BRIEF. The output should consist solely of the line containing "IN_SINK.store(false, Ordering::SeqCst);" and all lines after it through the final line of the entries below, reproduced exactly.

SUPPLIED MATERIAL.
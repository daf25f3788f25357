// tools/log/src/lib.rs
// Leveled logging for host build tools
// ============================================================================
// Copyright (c) 2025 Cartesian School - Siergej Sobolewski
// SPDX-License-Identifier: BSD-3-Clause

//! Host-side counterpart of `kernel_log`.
//!
//! Same level set and `[LEVEL][subsystem] message` record prefix. The
//! recursion guard is per thread, and records go straight to a sink callback
//! instead of a ring buffer. The default sink is standard error: build tools keep
//! standard output for the artifact they generate.

use std::cell::Cell;
use std::fmt;
use std::fmt::Write;
use std::io::Write as _;
use std::sync::atomic::{AtomicU8, Ordering};
use std::sync::Mutex;

thread_local! {
    // Recursion protection: set while this thread is inside the sink
    static LOGGING_ACTIVE: Cell<bool> = const { Cell::new(false) };
}

pub const DEFAULT_LEVEL: LogLevel = LogLevel::Warn;

#[repr(u8)]
#[derive(Copy, Clone, Debug, PartialEq, Eq, PartialOrd, Ord)]
pub enum LogLevel {
    Trace = 0,
    Debug = 1,
    Info = 2,
    Warn = 3,
    Error = 4,
}

impl LogLevel {
    #[inline]
    #[must_use]
    pub const fn as_str(self) -> &'static str {
        match self {
            LogLevel::Trace => "TRACE",
            LogLevel::Debug => "DEBUG",
            LogLevel::Info => "INFO",
            LogLevel::Warn => "WARN",
            LogLevel::Error => "ERROR",
        }
    }

    #[must_use]
    pub const fn from_u8(raw: u8) -> Self {
        match raw {
            0 => LogLevel::Trace,
            1 => LogLevel::Debug,
            2 => LogLevel::Info,
            3 => LogLevel::Warn,
            _ => LogLevel::Error,
        }
    }
}

impl fmt::Display for LogLevel {
    fn fmt(&self, f: &mut fmt::Formatter<'_>) -> fmt::Result {
        f.write_str(self.as_str())
    }
}

#[derive(Copy, Clone)]
pub struct LoggerCallbacks {
    pub sink: fn(&str),
}

impl LoggerCallbacks {
    pub const fn new(sink: fn(&str)) -> Self {
        Self { sink }
    }

    #[must_use]
    pub const fn default() -> Self {
        Self {
            sink: default_sink,
        }
    }
}

pub fn default_sink(line: &str) {
    // Nothing sensible to do if stderr is gone
    let _ = std::io::stderr().lock().write_all(line.as_bytes());
}

// --------------------------------------------------------------------------
// Public API
// --------------------------------------------------------------------------

pub fn init(level: LogLevel, callbacks: LoggerCallbacks) {
    LOGGER.set_level(level);
    LOGGER.set_callbacks(callbacks);
}

pub fn set_level(level: LogLevel) {
    LOGGER.set_level(level);
}

#[must_use]
pub fn level() -> LogLevel {
    LOGGER.level()
}

pub fn set_callbacks(callbacks: LoggerCallbacks) {
    LOGGER.set_callbacks(callbacks);
}

#[must_use]
pub fn enabled(level: LogLevel) -> bool {
    level >= LOGGER.level()
}

pub fn log(level: LogLevel, subsystem: &'static str, args: fmt::Arguments) {
    LOGGER.record(level, subsystem, args);
}

/// Render one record the way every sink receives it.
#[must_use]
pub fn format_record(level: LogLevel, subsystem: &str, args: fmt::Arguments) -> String {
    let mut line = String::new();
    let _ = write!(line, "[{}][{}] ", level.as_str(), subsystem);
    let _ = line.write_fmt(args);
    line.push('\n');
    line
}

// --------------------------------------------------------------------------
// Macros
// --------------------------------------------------------------------------

#[macro_export]
macro_rules! tlog_trace {
    ($subsystem:expr, $($arg:tt)*) => {
        $crate::log($crate::LogLevel::Trace, $subsystem, ::core::format_args!($($arg)*))
    };
}

#[macro_export]
macro_rules! tlog_debug {
    ($subsystem:expr, $($arg:tt)*) => {
        $crate::log($crate::LogLevel::Debug, $subsystem, ::core::format_args!($($arg)*))
    };
}

#[macro_export]
macro_rules! tlog_info {
    ($subsystem:expr, $($arg:tt)*) => {
        $crate::log($crate::LogLevel::Info, $subsystem, ::core::format_args!($($arg)*))
    };
}

#[macro_export]
macro_rules! tlog_warn {
    ($subsystem:expr, $($arg:tt)*) => {
        $crate::log($crate::LogLevel::Warn, $subsystem, ::core::format_args!($($arg)*))
    };
}

#[macro_export]
macro_rules! tlog_error {
    ($subsystem:expr, $($arg:tt)*) => {
        $crate::log($crate::LogLevel::Error, $subsystem, ::core::format_args!($($arg)*))
    };
}

// --------------------------------------------------------------------------
// Logger core
// --------------------------------------------------------------------------

static LOGGER: Logger = Logger::new();

struct Logger {
    level: AtomicU8,
    callbacks: Mutex<LoggerCallbacks>,
}

impl Logger {
    const fn new() -> Self {
        Self {
            level: AtomicU8::new(DEFAULT_LEVEL as u8),
            callbacks: Mutex::new(LoggerCallbacks::default()),
        }
    }

    fn set_level(&self, level: LogLevel) {
        self.level.store(level as u8, Ordering::Relaxed);
    }

    fn level(&self) -> LogLevel {
        LogLevel::from_u8(self.level.load(Ordering::Relaxed))
    }

    fn set_callbacks(&self, callbacks: LoggerCallbacks) {
        match self.callbacks.lock() {
            Ok(mut cb) => *cb = callbacks,
            Err(poisoned) => *poisoned.into_inner() = callbacks,
        }
    }

    fn callbacks(&self) -> LoggerCallbacks {
        match self.callbacks.lock() {
            Ok(cb) => *cb,
            Err(poisoned) => *poisoned.into_inner(),
        }
    }

    fn record(&self, level: LogLevel, subsystem: &'static str, args: fmt::Arguments) {
        if level < self.level() {
            return;
        }

        let Some(_active) = ActiveGuard::enter() else {
            // Re-entered from a sink on this thread: bypass the sink entirely
            default_sink(&format_record(level, subsystem, args));
            return;
        };

        let line = format_record(level, subsystem, args);
        (self.callbacks().sink)(&line);
    }
}

/// Holds the per-thread recursion flag; cleared on drop, including when the
/// sink unwinds.
struct ActiveGuard;

impl ActiveGuard {
    fn enter() -> Option<Self> {
        LOGGING_ACTIVE.with(|active| {
            if active.replace(true) {
                None
            } else {
                Some(ActiveGuard)
            }
        })
    }
}

impl Drop for ActiveGuard {
    fn drop(&mut self) {
        LOGGING_ACTIVE.with(|active| active.set(false));
    }
}

#[cfg(test)]
mod tests {
    use super::*;
    use std::panic;
    use std::sync::atomic::AtomicBool;
    use std::sync::MutexGuard;
    use std::thread;
    use std::time::Duration;

    // The logger is process-global; tests touching it take this lock.
    static SERIAL: Mutex<()> = Mutex::new(());
    static CAPTURED: Mutex<String> = Mutex::new(String::new());

    fn capture(line: &str) {
        CAPTURED.lock().unwrap().push_str(line);
    }

    fn reentrant(line: &str) {
        capture(line);
        tlog_error!("nested", "should not reach the capture sink");
    }

    static IN_SINK: AtomicBool = AtomicBool::new(false);

    fn slow_capture(line: &str) {
        IN_SINK.store(true, Ordering::SeqCst);
        thread::sleep(Duration::from_millis(200));
        capture(line);
    }

    fn panicking(_line: &str) {
        panic!("sink failure");
    }

    fn serial() -> MutexGuard<'static, ()> {
        SERIAL.lock().unwrap_or_else(|poisoned| poisoned.into_inner())
    }

    fn take_captured() -> String {
        std::mem::take(&mut *CAPTURED.lock().unwrap())
    }

    #[test]
    fn test_level_ordering() {
        assert!(LogLevel::Trace < LogLevel::Debug);
        assert!(LogLevel::Warn < LogLevel::Error);
        assert_eq!(LogLevel::from_u8(LogLevel::Info as u8), LogLevel::Info);
        assert_eq!(LogLevel::from_u8(200), LogLevel::Error);
    }

    #[test]
    fn test_format_record() {
        let line = format_record(LogLevel::Info, "vectorgen", format_args!("{} stubs", 256));
        assert_eq!(line, "[INFO][vectorgen] 256 stubs\n");
    }

    #[test]
    fn test_threshold_filters_records() {
        let _guard = serial();
        init(LogLevel::Warn, LoggerCallbacks::new(capture));
        take_captured();

        tlog_debug!("test", "hidden");
        tlog_warn!("test", "shown {}", 1);
        assert_eq!(take_captured(), "[WARN][test] shown 1\n");
        assert!(!enabled(LogLevel::Info));
        assert!(enabled(LogLevel::Error));

        init(DEFAULT_LEVEL, LoggerCallbacks::default());
    }

    #[test]
    fn test_reentrant_sink_does_not_recurse() {
        let _guard = serial();
        init(LogLevel::Trace, LoggerCallbacks::new(reentrant));
        take_captured();

        tlog_info!("outer", "once");
        assert_eq!(take_captured(), "[INFO][outer] once\n");

        init(DEFAULT_LEVEL, LoggerCallbacks::default());
    }

    #[test]
    fn test_set_level_and_callbacks() {
        let _guard = serial();
        set_callbacks(LoggerCallbacks::new(capture));
        set_level(LogLevel::Error);
        take_captured();
        assert_eq!(level(), LogLevel::Error);

        tlog_warn!("test", "filtered");
        assert_eq!(take_captured(), "");

        set_level(LogLevel::Trace);
        assert_eq!(level(), LogLevel::Trace);
        tlog_trace!("test", "kept");
        assert_eq!(take_captured(), "[TRACE][test] kept\n");

        init(DEFAULT_LEVEL, LoggerCallbacks::default());
    }

    #[test]
    fn test_concurrent_records_reach_sink() {
        let _guard = serial();
        init(LogLevel::Info, LoggerCallbacks::new(slow_capture));
        take_captured();
        IN_SINK.store(false, Ordering::SeqCst);

        let first = thread::spawn(|| tlog_info!("a", "first"));
        while !IN_SINK.load(Ordering::SeqCst) {
            thread::yield_now();
        }
        tlog_info!("b", "second");
        first.join().unwrap();

        let captured = take_captured();
        assert!(captured.contains("[INFO][a] first\n"), "{}", captured);
        assert!(captured.contains("[INFO][b] second\n"), "{}", captured);

        init(DEFAULT_LEVEL, LoggerCallbacks::default());
    }

    #[test]
    fn test_panicking_sink_releases_guard() {
        let _guard = serial();
        init(LogLevel::Info, LoggerCallbacks::new(panicking));
        take_captured();

        let result = panic::catch_unwind(|| tlog_info!("test", "lost"));
        assert!(result.is_err());

        set_callbacks(LoggerCallbacks::new(capture));
        tlog_info!("test", "after");
        assert_eq!(take_captured(), "[INFO][test] after\n");

        init(DEFAULT_LEVEL, LoggerCallbacks::default());
    }

    #[test]
    fn test_macros_in_expression_position() {
        let _guard = serial();
        init(LogLevel::Info, LoggerCallbacks::new(capture));
        take_captured();

        let emit = || tlog_info!("expr", "closure");
        emit();
        let outcome: Result<(), ()> = Err(());
        match outcome {
            Ok(()) => tlog_info!("expr", "ok"),
            Err(()) => tlog_warn!("expr", "err"),
        }
        assert_eq!(take_captured(), "[INFO][expr] closure\n[WARN][expr] err\n");

        init(DEFAULT_LEVEL, LoggerCallbacks::default());
    }
}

WRITTEN SOLUTION.
        IN_SINK.store(false, Ordering::SeqCst);

        let first = thread::spawn(|| tlog_info!("a", "first"));
        while !IN_SINK.load(Ordering::SeqCst) {
            thread::yield_now();
        }
        tlog_info!("b", "second");
        first.join().unwrap();

        let captured = take_captured();
        assert!(captured.contains("[INFO][a] first\n"), "{}", captured);
        assert!(captured.contains("[INFO][b] second\n"), "{}", captured);

        init(DEFAULT_LEVEL, LoggerCallbacks::default());
    }

    #[test]
    fn test_panicking_sink_releases_guard() {
        let _guard = serial();
        init(LogLevel::Info, LoggerCallbacks::new(panicking));
        take_captured();

        let result = panic::catch_unwind(|| tlog_info!("test", "lost"));
        assert!(result.is_err());

        set_callbacks(LoggerCallbacks::new(capture));
        tlog_info!("test", "after");
        assert_eq!(take_captured(), "[INFO][test] after\n");

        init(DEFAULT_LEVEL, LoggerCallbacks::default());
    }

    #[test]
    fn test_macros_in_expression_position() {
        let _guard = serial();
        init(LogLevel::Info, LoggerCallbacks::new(capture));
        take_captured();

        let emit = || tlog_info!("expr", "closure");
        emit();
        let outcome: Result<(), ()> = Err(());
        match outcome {
            Ok(()) => tlog_info!("expr", "ok"),
            Err(()) => tlog_warn!("expr", "err"),
        }
        assert_eq!(take_captured(), "[INFO][expr] closure\n[WARN][expr] err\n");

        init(DEFAULT_LEVEL, LoggerCallbacks::default());
    }
}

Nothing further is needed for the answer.